Notice that I didn’t say there will be a replacement tractor on its way, because if you look at the existing fleet, it doesn’t take a rocket scientist to figure that once a tractor (or any other piece of equipment) is purchased by the Kerr-Taylors, it’s almost certain to wind up in the fleet permanently.

Allan says that although his dad is still fit and healthy in spite of his cancer surgery, they’re likely to employ another operator to help to share the workload. That is until young Blake is able to step into the role, but that’ll be a few years off yet.

Both Ross and Allan agree that their father-and-son relationship in the hay and silage business works well for them. These days, Ross tends to do the conditioning and raking, while Allan does the mowing and majority of baling side of the operation for round and conventional bales.

The new Kuhn 310 mower

A new addition to the inventory is a Kuhn 3.1-metre mower, which has been getting more than its fair share of use since its purchase at the beginning of this year.

It’s quite apparent by looking at the Kerr-Taylor inventory list, that they’re fairly keen on Kuhn machinery. Both Ross and Allan have had an exceptionally good run out of the brand over the years.

Aside from hay and silage, Allan says there’s plenty of work out west with an increasing equestrian presence and an increasing amount of 10 acre lifestyle blocks. This leads to plenty of requests for pasture work and mulching for horse paddocks.

When not baling, there’s ample work around the area doing weed spraying, applying liquid fertiliser and carrying out general ground cultivation. Ross and Allan operate a four-rotor conditioner and a gyro rake, so can do some pretty decent windrows.

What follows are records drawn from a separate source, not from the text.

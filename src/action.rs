//! Action model: one immutable request descriptor per remote operation
//!
//! A descriptor is built once, turned into an [`Action`] together with its
//! typed reply channel, dispatched once and then dropped.

use std::path::{Path, PathBuf};

use serde::de::DeserializeOwned;
use serde::{Deserialize, Serialize};

use crate::error::Error;
use crate::response::{
  ChatCompletionResult, EmbeddingResult, ImageResult, ModerationResult,
  TextCompletionResult, TextResult, ToStepOutput,
};
use crate::ReplySender;

pub const TEXT_COMPLETION_MODEL: &str = "text-davinci-003";
pub const CHAT_COMPLETION_MODEL: &str = "gpt-3.5-turbo";
pub const EMBEDDING_MODEL: &str = "text-embedding-ada-002";
pub const MODERATION_MODEL: &str = "text-moderation-latest";
pub const AUDIO_MODEL: &str = "whisper-1";

/// Inclusive bounds on the number of generated images
pub const IMAGE_COUNT_RANGE: std::ops::RangeInclusive<u32> = 1..=10;

// ===== Shared pieces =====

#[derive(Debug, Clone, PartialEq, Eq, Serialize, Deserialize)]
pub struct ChatMessage
{   pub role: String
  , pub content: String
}

impl ChatMessage
{   pub fn new(role: impl Into<String>, content: impl Into<String>) -> Self
    {   ChatMessage
        {   role: role.into()
          , content: content.into()
        }
    }

    pub fn user(content: impl Into<String>) -> Self
    {   Self::new("user", content)
    }

    pub fn system(content: impl Into<String>) -> Self
    {   Self::new("system", content)
    }

    pub fn assistant(content: impl Into<String>) -> Self
    {   Self::new("assistant", content)
    }
}

/// Output sizes accepted by the image endpoints
#[derive(Debug, Clone, Copy, PartialEq, Eq, Hash)]
pub enum ImageSize
{   Small
  , Medium
  , Large
}

impl ImageSize
{   pub const ALL: [ImageSize; 3]
      = [ImageSize::Small, ImageSize::Medium, ImageSize::Large];

    pub fn as_str(&self) -> &'static str
    {   match self
        {   ImageSize::Small => "256x256"
          , ImageSize::Medium => "512x512"
          , ImageSize::Large => "1024x1024"
        }
    }

    /// Whether `size` is one of the accepted size strings
    pub fn is_valid(size: &str) -> bool
    {   Self::ALL.iter().any(|s| s.as_str() == size)
    }
}

impl From<ImageSize> for String
{   fn from(size: ImageSize) -> Self
    {   size.as_str().to_string()
    }
}

pub(crate) fn file_label(path: &Path) -> String
{   path.file_name()
      .map(|n| n.to_string_lossy().into_owned())
      .unwrap_or_else(|| path.display().to_string())
}

// ===== Operation =====

/// A remote operation with a fixed response shape
pub trait Operation: Sized + Send + 'static
{   /// Typed result delivered through the reply channel
    type Output: DeserializeOwned + ToStepOutput + Send + 'static;

    /// Model id sent with the request; image endpoints carry none
    fn model(&self) -> Option<&str>;

    /// Human-readable summary shown in transcripts
    fn prompt(&self) -> String;

    /// Replace the text prompt with one derived from a previous step.
    /// Operations without a text prompt are returned unchanged.
    fn with_prompt(self, _prompt: String) -> Self
    {   self
    }

    fn into_action(self, reply: ReplySender<Self::Output>) -> Action;
}

// ===== Descriptors =====

#[derive(Debug, Clone, PartialEq)]
pub struct TextCompletion
{   pub model: String
  , pub prompt: String
  , pub max_tokens: u32
  , pub temperature: f64
  , pub top_p: f64
  , pub stream: bool
  , pub logprobs: Option<u32>
  , pub stop: Option<String>
}

impl TextCompletion
{   pub fn new(prompt: impl Into<String>) -> Self
    {   TextCompletion
        {   model: TEXT_COMPLETION_MODEL.to_string()
          , prompt: prompt.into()
          , max_tokens: 16
          , temperature: 1.0
          , top_p: 1.0
          , stream: false
          , logprobs: None
          , stop: None
        }
    }

    pub fn with_max_tokens(mut self, max_tokens: u32) -> Self
    {   self.max_tokens = max_tokens;
        self
    }

    pub fn with_temperature(mut self, temperature: f64) -> Self
    {   self.temperature = temperature;
        self
    }

    pub fn with_top_p(mut self, top_p: f64) -> Self
    {   self.top_p = top_p;
        self
    }

    /// Forwarded as-is; the response is still read as a single document
    pub fn with_stream(mut self, stream: bool) -> Self
    {   self.stream = stream;
        self
    }

    pub fn with_logprobs(mut self, logprobs: u32) -> Self
    {   self.logprobs = Some(logprobs);
        self
    }

    pub fn with_stop(mut self, stop: impl Into<String>) -> Self
    {   self.stop = Some(stop.into());
        self
    }
}

impl Operation for TextCompletion
{   type Output = TextCompletionResult;

    fn model(&self) -> Option<&str>
    {   Some(&self.model)
    }

    fn prompt(&self) -> String
    {   self.prompt.clone()
    }

    fn with_prompt(mut self, prompt: String) -> Self
    {   self.prompt = prompt;
        self
    }

    fn into_action(self, reply: ReplySender<Self::Output>) -> Action
    {   Action::TextCompletion { request: self, reply }
    }
}

#[derive(Debug, Clone, PartialEq)]
pub struct ChatCompletion
{   pub model: String
  , pub messages: Vec<ChatMessage>
}

impl ChatCompletion
{   pub fn new(messages: Vec<ChatMessage>) -> Self
    {   ChatCompletion
        {   model: CHAT_COMPLETION_MODEL.to_string()
          , messages
        }
    }
}

impl Operation for ChatCompletion
{   type Output = ChatCompletionResult;

    fn model(&self) -> Option<&str>
    {   Some(&self.model)
    }

    fn prompt(&self) -> String
    {   self.messages
          .first()
          .map(|m| m.content.clone())
          .unwrap_or_default()
    }

    /// Rewrites the last message, or starts the conversation
    fn with_prompt(mut self, prompt: String) -> Self
    {   match self.messages.last_mut()
        {   Some(last) => last.content = prompt
          , None => self.messages.push(ChatMessage::user(prompt))
        }
        self
    }

    fn into_action(self, reply: ReplySender<Self::Output>) -> Action
    {   Action::ChatCompletion { request: self, reply }
    }
}

/// Edit expressed as a plain completion over `input` and `instruction`
#[derive(Debug, Clone, PartialEq)]
pub struct EditCompletion
{   pub model: String
  , pub input: String
  , pub instruction: String
}

impl EditCompletion
{   pub fn new(
      input: impl Into<String>
    , instruction: impl Into<String>
    ) -> Self
    {   EditCompletion
        {   model: TEXT_COMPLETION_MODEL.to_string()
          , input: input.into()
          , instruction: instruction.into()
        }
    }

    /// Single prompt sent to the completions endpoint
    pub fn combined_prompt(&self) -> String
    {   format!("{}. {}", self.input, self.instruction)
    }
}

impl Operation for EditCompletion
{   type Output = TextCompletionResult;

    fn model(&self) -> Option<&str>
    {   Some(&self.model)
    }

    fn prompt(&self) -> String
    {   self.input.clone()
    }

    fn with_prompt(mut self, prompt: String) -> Self
    {   self.input = prompt;
        self
    }

    fn into_action(self, reply: ReplySender<Self::Output>) -> Action
    {   Action::EditCompletion { request: self, reply }
    }
}

#[derive(Debug, Clone, PartialEq)]
pub struct Embeddings
{   pub model: String
  , pub input: String
}

impl Embeddings
{   pub fn new(input: impl Into<String>) -> Self
    {   Embeddings
        {   model: EMBEDDING_MODEL.to_string()
          , input: input.into()
        }
    }
}

impl Operation for Embeddings
{   type Output = EmbeddingResult;

    fn model(&self) -> Option<&str>
    {   Some(&self.model)
    }

    fn prompt(&self) -> String
    {   self.input.clone()
    }

    fn with_prompt(mut self, prompt: String) -> Self
    {   self.input = prompt;
        self
    }

    fn into_action(self, reply: ReplySender<Self::Output>) -> Action
    {   Action::Embeddings { request: self, reply }
    }
}

#[derive(Debug, Clone, PartialEq)]
pub struct CreateImage
{   pub prompt: String
  , pub n: u32
  , pub size: String
}

impl CreateImage
{   pub fn new(prompt: impl Into<String>) -> Self
    {   CreateImage
        {   prompt: prompt.into()
          , n: 2
          , size: ImageSize::Large.into()
        }
    }

    pub fn with_count(mut self, n: u32) -> Self
    {   self.n = n;
        self
    }

    pub fn with_size(mut self, size: impl Into<String>) -> Self
    {   self.size = size.into();
        self
    }

    /// Pre-flight check on count and size
    pub fn validate(&self) -> Result<(), Error>
    {   if !IMAGE_COUNT_RANGE.contains(&self.n)
        {   return Err(Error::Validation(format!(
              "n (number of images to generate) must be between 1 and 10, got {}",
              self.n
            )));
        }
        if !ImageSize::is_valid(&self.size)
        {   return Err(Error::Validation(format!(
              "image size must be one of 256x256, 512x512 or 1024x1024, got {}",
              self.size
            )));
        }
        Ok(())
    }
}

impl Operation for CreateImage
{   type Output = ImageResult;

    fn model(&self) -> Option<&str>
    {   None
    }

    fn prompt(&self) -> String
    {   self.prompt.clone()
    }

    fn with_prompt(mut self, prompt: String) -> Self
    {   self.prompt = prompt;
        self
    }

    fn into_action(self, reply: ReplySender<Self::Output>) -> Action
    {   Action::CreateImage { request: self, reply }
    }
}

#[derive(Debug, Clone, PartialEq)]
pub struct CreateImageEdit
{   pub image: PathBuf
  , pub prompt: String
  , pub mask: Option<PathBuf>
  , pub n: u32
  , pub size: String
}

impl CreateImageEdit
{   pub fn new(
      image: impl Into<PathBuf>
    , prompt: impl Into<String>
    ) -> Self
    {   CreateImageEdit
        {   image: image.into()
          , prompt: prompt.into()
          , mask: None
          , n: 1
          , size: ImageSize::Large.into()
        }
    }

    pub fn with_mask(mut self, mask: impl Into<PathBuf>) -> Self
    {   self.mask = Some(mask.into());
        self
    }

    pub fn with_count(mut self, n: u32) -> Self
    {   self.n = n;
        self
    }

    pub fn with_size(mut self, size: impl Into<String>) -> Self
    {   self.size = size.into();
        self
    }
}

impl Operation for CreateImageEdit
{   type Output = ImageResult;

    fn model(&self) -> Option<&str>
    {   None
    }

    fn prompt(&self) -> String
    {   self.prompt.clone()
    }

    fn with_prompt(mut self, prompt: String) -> Self
    {   self.prompt = prompt;
        self
    }

    fn into_action(self, reply: ReplySender<Self::Output>) -> Action
    {   Action::CreateImageEdit { request: self, reply }
    }
}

They’ve also recently purchased a portable weighing machine to ensure customers are getting the correct weight of hay with their purchase. With changing weather patterns, the challenge is the small windows of opportunity to get the job done often in a short time.

As soon as the weather is right, jobs need to be done as quickly as possible so it’s a case of kissing goodbye to any sort of social life.

Changing weather patterns or not, the grass still continues to grow and you can bet your boots the Kerr-Taylor fleet is going to grow along with it.